* WORK REQUIRED
All of the entries below are to be retyped exactly.
:: EXTRACTED INFORMATION
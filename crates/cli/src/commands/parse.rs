use std::process::ExitCode;

use clap::Args;
use harbor_datauri::{DataUriParser, ParseResult};

use crate::OutputFormat;

#[derive(Args, Debug)]
pub struct ParseArgs {
    /// The `data:` URI to parse.
    pub uri: String,
}

/// Print the parse result; an invalid URI exits with failure.
pub fn run(
    parser: &DataUriParser,
    args: &ParseArgs,
    format: &OutputFormat,
) -> anyhow::Result<ExitCode> {
    let result = parser.generate(&args.uri);
    println!("{}", render(&result, format)?);

    if result.is_invalid() {
        Ok(ExitCode::FAILURE)
    } else {
        Ok(ExitCode::SUCCESS)
    }
}

fn render(result: &ParseResult, format: &OutputFormat) -> anyhow::Result<String> {
    let parsed = match (format, result) {
        (OutputFormat::Json, _) => return Ok(serde_json::to_string_pretty(result)?),
        (OutputFormat::Text, ParseResult::Invalid) => {
            return Ok("Not a valid data URI.".to_owned());
        }
        (OutputFormat::Text, ParseResult::ParsedDataUri(parsed)) => parsed,
    };

    let mime = if parsed.mime_type.is_empty() {
        "(none)"
    } else {
        &parsed.mime_type
    };
    let mut lines = vec![format!("MIME type:  {mime}")];
    if !parsed.parameters.is_empty() {
        lines.push(format!("Parameters: {}", parsed.parameters));
    }
    lines.push(format!("Base64:     {}", parsed.is_base64()));
    lines.push(format!("Filename:   {}", parsed.filename));
    lines.push(format!("Payload:    {} chars", parsed.data.len()));
    Ok(lines.join("\n"))
}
::::
* SOLUTION BELOW
filename crates/cli/src/commands/parse.rs
use std::process::ExitCode;

use clap::Args;
use harbor_datauri::{DataUriParser, ParseResult};

use crate::OutputFormat;

#[derive(Args, Debug)]
pub struct ParseArgs {
    /// The `data:` URI to parse.
    pub uri: String,
}

/// Print the parse result; an invalid URI exits with failure.
pub fn run(
    parser: &DataUriParser,
    args: &ParseArgs,
    format: &OutputFormat,
) -> anyhow::Result<ExitCode> {
    let result = parser.generate(&args.uri);
    println!("{}", render(&result, format)?);

    if result.is_invalid() {
        Ok(ExitCode::FAILURE)
    } else {
        Ok(ExitCode::SUCCESS)
    }
}

fn render(result: &ParseResult, format: &OutputFormat) -> anyhow::Result<String> {
    let parsed = match (format, result) {
        (OutputFormat::Json, _) => return Ok(serde_json::to_string_pretty(result)?),
        (OutputFormat::Text, ParseResult::Invalid) => {
            return Ok("Not a valid data URI.".to_owned());
        }
        (OutputFormat::Text, ParseResult::ParsedDataUri(parsed)) => parsed,
    };

    let mime = if parsed.mime_type.is_empty() {
        "(none)"
    } else {
        &parsed.mime_type
    };
    let mut lines = vec![format!("MIME type:  {mime}")];
    if !parsed.parameters.is_empty() {
        lines.push(format!("Parameters: {}", parsed.parameters));
    }
    lines.push(format!("Base64:     {}", parsed.is_base64()));
    lines.push(format!("Filename:   {}", parsed.filename));
    lines.push(format!("Payload:    {} chars", parsed.data.len()));
    Ok(lines.join("\n"))
}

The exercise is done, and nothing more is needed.